Because the betting here is that Marvin makes it this time. The demand is too strong. The electors know the backlash, should he again be denied, would be hefty. They’ve run out of excuses. Marvin’s time has come. And most will also be immensely pleased he’s still alive and kicking and feisty as ever and hence sure to enjoy it immensely.

The Miller issue dominates this round. He could be the only one to make it through the gauntlet. Still, while one doubts as many as five will survive the process this time, it would be no surprise if at least three make it; a pioneer, an umpire and a manager.

It would be a huge surprise if Doug Harvey doesn’t add to the thin corps of umps in the Hall. He’s believed to have come within a vote of election on at least two different occasions. He’s widely deemed the best ump of his era, around the ’70s and ’80s. He was rock-solid and a class act. He ought to be a cinch. They need to elevate an umpire, at least every decade or so.

As for the manager, it will probably be that old cool cat, Whitey Herzog who is immensely popular in the game. My preference would be Charlie Grimm first and Billy Martin second. Grimm not only excelled as a manager (two pennants with the Cubs) but was a fine first baseman with 2,300 hits and a .290 lifetime. A manager’s achievements as a player ought to be a part of the equation. Billy Martin’s brilliance as a manager -- and there was none better in his time -- ought to out-weigh all his considerable baggage. But it won’t. Frankly, I’m not sure what the stampede in Herzog’s behalf is all about but it’s undeniable. I suspect Whitey’s a lock.

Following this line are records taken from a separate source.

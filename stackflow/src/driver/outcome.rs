//! Values exchanged with a driver.

use crate::core::ApplyKind;
use crate::errors::UnsatisfiedDependencyError;
use crate::registry::OutputSnapshot;
use crate::stacks::StackDescriptor;
use serde::{Deserialize, Serialize};
use std::collections::BTreeMap;
use thiserror::Error;

/// Inputs handed to a driver for one stack.
///
/// `inputs` is keyed `stack.key`; `parameters` are the descriptor's static
/// parameters.
#[derive(Debug, Clone, Default, PartialEq, Eq, Serialize, Deserialize)]
pub struct ResolvedInputs {
    /// Upstream output values keyed `stack.key`.
    pub inputs: BTreeMap<String, String>,
    /// Static parameters.
    pub parameters: BTreeMap<String, String>,
}

impl ResolvedInputs {
    /// Resolves every required input of `descriptor` from `snapshot`.
    ///
    /// # Errors
    ///
    /// Returns [`UnsatisfiedDependencyError`] for the first input with no
    /// recorded value.
    pub fn resolve(
        descriptor: &StackDescriptor,
        snapshot: &OutputSnapshot,
    ) -> Result<Self, UnsatisfiedDependencyError> {
        let mut inputs = BTreeMap::new();
        for required in &descriptor.required_inputs {
            let value = snapshot.get(&required.stack, &required.key).ok_or_else(|| {
                UnsatisfiedDependencyError::new(&descriptor.name, &required.stack, &required.key)
            })?;
            inputs.insert(required.to_string(), value.to_string());
        }

        Ok(Self {
            inputs,
            parameters: descriptor.parameters.clone(),
        })
    }

    /// Returns the value of an upstream output.
    #[must_use]
    pub fn input(&self, stack: &str, key: &str) -> Option<&str> {
        self.inputs.get(&format!("{stack}.{key}")).map(String::as_str)
    }

    /// Returns a static parameter.
    #[must_use]
    pub fn parameter(&self, key: &str) -> Option<&str> {
        self.parameters.get(key).map(String::as_str)
    }
}

/// Result of a successful driver call.
#[derive(Debug, Clone, PartialEq, Eq)]
pub enum ApplyOutcome {
    /// Resources were created or updated.
    Changed {
        /// Outputs reported by the provider.
        outputs: BTreeMap<String, String>,
    },
    /// Nothing needed to change.
    NoOp {
        /// Outputs reported by the provider.
        outputs: BTreeMap<String, String>,
    },
}

impl ApplyOutcome {
    /// Returns the outcome kind.
    #[must_use]
    pub fn kind(&self) -> ApplyKind {
        match self {
            Self::Changed { .. } => ApplyKind::Changed,
            Self::NoOp { .. } => ApplyKind::Noop,
        }
    }

    /// Returns the reported outputs.
    #[must_use]
    pub fn outputs(&self) -> &BTreeMap<String, String> {
        match self {
            Self::Changed { outputs } | Self::NoOp { outputs } => outputs,
        }
    }

    /// Consumes the outcome, returning its outputs.
    #[must_use]
    pub fn into_outputs(self) -> BTreeMap<String, String> {
        match self {
            Self::Changed { outputs } | Self::NoOp { outputs } => outputs,
        }
    }
}

/// A provider failure, mapped into a code and message.
#[derive(Debug, Clone, Error, PartialEq, Eq, Serialize, Deserialize)]
#[error("[{code}] {message}")]
pub struct DriverError {
    /// Provider error code (e.g. "LimitExceeded").
    pub code: String,
    /// Human readable message.
    pub message: String,
}

impl DriverError {
    /// Creates a new driver error.
    #[must_use]
    pub fn new(code: impl Into<String>, message: impl Into<String>) -> Self {
        Self {
            code: code.into(),
            message: message.into(),
        }
    }
}

#[cfg(test)]
mod tests {
    use super::*;
    use crate::registry::{InMemoryOutputRegistry, OutputRegistry};

    #[tokio::test]
    async fn test_resolve_reads_snapshot() {
        let registry = InMemoryOutputRegistry::new();
        registry.put("network", "vpcId", "vpc-1").await.unwrap();
        registry.put("certificate", "sslCertArn", "arn:cert").await.unwrap();

        let descriptor = StackDescriptor::new("service")
            .with_required_input("network", "vpcId")
            .with_required_input("certificate", "sslCertArn")
            .with_parameter("artifact", "v1.2.3");

        let resolved = ResolvedInputs::resolve(&descriptor, &registry.snapshot().await).unwrap();
        assert_eq!(resolved.input("network", "vpcId"), Some("vpc-1"));
        assert_eq!(resolved.input("certificate", "sslCertArn"), Some("arn:cert"));
        assert_eq!(resolved.parameter("artifact"), Some("v1.2.3"));
    }

    #[test]
    fn test_resolve_missing_input() {
        let descriptor = StackDescriptor::new("service").with_required_input("network", "vpcId");

        let err = ResolvedInputs::resolve(&descriptor, &OutputSnapshot::default()).unwrap_err();
        assert_eq!(err.stack, "service");
        assert_eq!(err.upstream, "network");
        assert_eq!(err.key, "vpcId");
    }

    #[test]
    fn test_outcome_kind() {
        let changed = ApplyOutcome::Changed { outputs: BTreeMap::new() };
        let noop = ApplyOutcome::NoOp { outputs: BTreeMap::new() };

        assert_eq!(changed.kind(), ApplyKind::Changed);
        assert_eq!(noop.kind(), ApplyKind::Noop);
    }
}
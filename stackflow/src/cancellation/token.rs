//! Cancellation token for cooperative run cancellation.

use parking_lot::RwLock;
use std::sync::atomic::{AtomicBool, Ordering};

/// A token the orchestrator checks before each wave and each sequential apply.
///
/// In-flight applies are never interrupted. Only the first reason is kept.
#[derive(Debug, Default)]
pub struct CancellationToken {
    cancelled: AtomicBool,
    reason: RwLock<Option<String>>,
}

impl CancellationToken {
    /// Creates a new cancellation token.
    #[must_use]
    pub fn new() -> Self {
        Self::default()
    }

    /// Requests cancellation with a reason. Later calls are ignored.
    pub fn cancel(&self, reason: impl Into<String>) {
        let mut slot = self.reason.write();
        if slot.is_none() {
            *slot = Some(reason.into());
            self.cancelled.store(true, Ordering::SeqCst);
        }
    }

    /// Returns whether cancellation has been requested.
    #[must_use]
    pub fn is_cancelled(&self) -> bool {
        self.cancelled.load(Ordering::SeqCst)
    }

    /// Returns the cancellation reason, if any.
    #[must_use]
    pub fn reason(&self) -> Option<String> {
        self.reason.read().clone()
    }
}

As for some of the others, Gene Autry and Ewing Kauffman were exemplary owners. Jake Ruppert probably should have made it a half century ago. Gene Mauch was a fine gentleman and a great manager, albeit star-crossed. Danny Murtaugh was another prince. But none of them quite meets the Cooperstown measure, in my book.

This field is most striking for the fellow who should have been nominated but wasn’t. We speak of George Steinbrenner. Rant all you wish, but the Boss belongs in Cooperstown in much the same sense that Marvin Miller does, although for very different reasons, obviously. Look for him to be elevated after he departs this mortal coil.

As ever the process is fascinating. And in a month the modern nominees get considered by the BBWA marching band and chowder society. More on that when the time comes.